Coronavirus-fueled hostility against multilateralism is underway, said Marie Owens Thomsen, Indosuez Wealth Management’s global head of economic research, underlining a reenergized U.S-China trade war.

«This is not necessarily because one has to be a populist or a nationalist but just by what has been perceived as a necessity,» Marie Owens Thomsen said in a media call yesterday, referring to widespread calls to shift back home the manufacturing of critical goods like healthcare products. 

«The crisis has shown the dangers associated with being dependent on specific suppliers of certain items that judged essential or of strategic importance.»

But whilst specific protection of certain industries may make sense, Owens Thomsen underlines that «any economic policy that impedes trade is a suboptimal economic policy» making a trade war a lose-lose situation for all. 

Tensions Rising Again

«The recent statement from the U.S. strongly suggests that the hatchet has not been buried,» Owens Thomsen illustrated. «Instead, it has been brandished again.» Only several months removed from the signing of a U.S.-China phase one trade deal, tensions between the world’s two largest economies is rising again. But despite constant talk of balancing deficits, Owens Thomsen believes the ongoing conflict has more to do with politics.

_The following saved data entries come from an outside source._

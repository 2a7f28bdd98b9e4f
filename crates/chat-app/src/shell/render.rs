use std::fmt::Write as _;

use mechat_storage::{
    CallLog, CallLogStore, Conversation, Message, MessageKind, Presence, Storage, StoryStore,
    UserDirectory,
};

use crate::app::ChatApp;
use crate::overlay::story::STORY_PROGRESS_MAX;
use crate::overlay::{CallOverlay, StoryOverlay, format_duration};
use crate::settings::AppSettings;

const PROGRESS_BAR_WIDTH: usize = 20;

/// `HH:MM` of a unix timestamp, in UTC.
pub fn format_clock(unix_seconds: u64) -> String {
    let minutes_of_day = (unix_seconds % 86_400) / 60;
    format!("{:02}:{:02}", minutes_of_day / 60, minutes_of_day % 60)
}

/// Sidebar preview of a conversation's latest message.
pub fn preview(conversation: &Conversation) -> String {
    match conversation.last_message() {
        Some(message) if message.kind == MessageKind::Text => message.body.clone(),
        Some(message) => format!("Sent a {}", message.kind),
        None => "Start a conversation".to_string(),
    }
}

pub fn chat_row(conversation: &Conversation, is_active: bool) -> String {
    let mut row = format!(
        "{} [{}] {}",
        if is_active { '>' } else { ' ' },
        conversation.id,
        conversation.display_name()
    );

    if let Some(message) = conversation.last_message() {
        let _ = write!(row, " {}", format_clock(message.created_at_unix_seconds));
    }
    let _ = write!(row, "\n      {}", preview(conversation));
    if conversation.unread_count > 0 {
        let _ = write!(row, "  ({})", conversation.unread_count);
    }

    row
}

pub fn chat_list(app: &ChatApp) -> String {
    let conversations = app.visible_conversations();
    if conversations.is_empty() {
        return "No chats found".to_string();
    }

    conversations
        .into_iter()
        .map(|conversation| chat_row(conversation, app.navigation().is_active(&conversation.id)))
        .collect::<Vec<_>>()
        .join("\n")
}

fn message_line(store: &dyn Storage, message: &Message) -> String {
    let sender = if message.is_from_me() {
        "You".to_string()
    } else {
        store
            .get_user(&message.sender_id)
            .map(|user| user.name.clone())
            .unwrap_or_else(|| message.sender_id.to_string())
    };

    let mut line = format!(
        "[{}] {sender}: {}",
        format_clock(message.created_at_unix_seconds),
        message.body
    );
    if let Some(media_url) = &message.media_url {
        let _ = write!(line, " <{media_url}>");
    }

    line
}

pub fn transcript(app: &ChatApp, conversation: &Conversation) -> String {
    let mut output = format!("== {} ==", conversation.display_name());
    if !conversation.is_group()
        && let Some(peer) = conversation.participants.first()
    {
        let presence = match peer.presence {
            Presence::Online => "Online",
            Presence::Offline => "Offline",
            Presence::Typing => "typing...",
        };
        let _ = write!(output, " ({presence})");
    }

    for message in conversation.messages() {
        output.push('\n');
        output.push_str(&message_line(app.store(), message));
    }

    output
}

pub fn status_list(app: &ChatApp) -> String {
    let store = app.store();
    let mut output = String::from("Recent updates");
    for story in store.list_stories() {
        let owner = store
            .get_user(&story.owner_id)
            .map_or(story.owner_id.as_str(), |user| user.name.as_str());
        let _ = write!(
            output,
            "\n  [{}] {} {}{}",
            story.id,
            owner,
            format_clock(story.created_at_unix_seconds),
            if story.viewed { "" } else { "  (new)" }
        );
    }

    output
}

pub fn call_log_line(app: &ChatApp, log: &CallLog) -> String {
    let peer = app
        .store()
        .get_user(&log.peer_id)
        .map_or(log.peer_id.as_str(), |user| user.name.as_str());
    let mut line = format!(
        "  {} {} {} {}",
        peer,
        log.direction.as_str(),
        log.kind,
        format_clock(log.created_at_unix_seconds)
    );
    if let Some(duration_secs) = log.duration_secs {
        let _ = write!(line, " ({})", format_duration(duration_secs));
    }

    line
}

pub fn call_logs(app: &ChatApp) -> String {
    let mut output = String::from("Recent calls");
    for log in app.store().list_call_logs() {
        output.push('\n');
        output.push_str(&call_log_line(app, log));
    }

    output
}

pub fn call_status(call: &CallOverlay) -> String {
    let mut line = format!(
        "{} call with {}: {}",
        call.kind(),
        call.peer().name,
        call.status_line()
    );
    if call.is_muted() {
        line.push_str(" [muted]");
    }
    if call.is_camera_off() {
        line.push_str(" [camera off]");
    }

    line
}

pub fn story_progress(app: &ChatApp, story: &StoryOverlay) -> String {
    let filled =
        usize::from(story.progress()) * PROGRESS_BAR_WIDTH / usize::from(STORY_PROGRESS_MAX);
    let (position, total) = story.position();
    let owner = app
        .store()
        .get_story(story.current())
        .and_then(|current| app.store().get_user(&current.owner_id))
        .map_or("", |user| user.name.as_str());

    format!(
        "story {position}/{total} {owner} [{}{}]",
        "#".repeat(filled),
        "-".repeat(PROGRESS_BAR_WIDTH - filled)
    )
}

pub fn settings_view(app: &ChatApp, settings: &AppSettings) -> String {
    let me = app.store().me();
    let policy = app.assistant().sessions().policy();
    format!(
        "{}\n  {}\n  phone: {}\n  assistant: {} ({})\n  model: {}\n  \
         memory: up to {} chats, idle {} min\n  call duration: {:?}",
        me.name,
        me.bio,
        me.phone_number.as_deref().unwrap_or("-"),
        app.assistant().provider_name().unwrap_or("offline"),
        settings.provider_id,
        app.assistant().model_id(),
        policy.max_sessions,
        policy.idle_ttl.as_secs() / 60,
        app.options().call_duration_policy
    )
}

#[cfg(test)]
mod tests {
    use mechat_storage::{ConversationId, ConversationStore, mock_storage};

    use super::*;

    #[test]
    fn clock_uses_hours_and_minutes() {
        assert_eq!(format_clock(0), "00:00");
        assert_eq!(format_clock(13 * 3_600 + 5 * 60 + 59), "13:05");
        assert_eq!(format_clock(86_400 + 60), "00:01");
    }

    #[test]
    fn previews_follow_message_kind() {
        let store = mock_storage(100_000);
        let preview_of = |raw: &str| {
            preview(store.get_conversation(&ConversationId::new(raw)).unwrap())
        };

        assert_eq!(preview_of("c2"), "Yes! See you at 1pm.");
        assert_eq!(preview_of("c3"), "Sent a image");
        assert_eq!(preview_of("c4"), "Start a conversation");
    }

    #[test]
    fn unread_badge_only_when_positive() {
        let store = mock_storage(100_000);
        let row = |raw: &str| {
            chat_row(store.get_conversation(&ConversationId::new(raw)).unwrap(), false)
        };

        assert!(row("c3").ends_with("(1)"));
        assert!(!row("c2").contains('('));
    }
}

«If the U.S. administration really wanted to address its trade deficits, it should raise taxes rather than cutting them as they did in 2017,» she said.

«I believe very much that the trade war with China actually doesn’t have that much to do with trade and that it is motivated very fundamentally by anxiety in the western world which is associated with the rise of China, in particular, and Asia, in general.»

Post-WWII Solution

Hopes for better international relations aside, Owens Thomsen underlined that much work remained underway as economies face the worst crisis since 2008 and probably the worst since World War II – the last time debt accumulation reached extreme levels.

«How was [debt] is solved in WWII? Negative real interest rates,» she said. «We had nominal interest rates below the rate of inflation for pretty much 35 years. I believe that is in all likelihood the go-to solution this time as well. There are other ways of dealing with this issue but they tend to be complicated and not politically easy to implement.»

Indosuez Wealth Management forecasts a 3 percent GDP contraction followed by a 5.5 percent rebound in 2021 with China’s economy bottoming in Q1 and the west in Q2.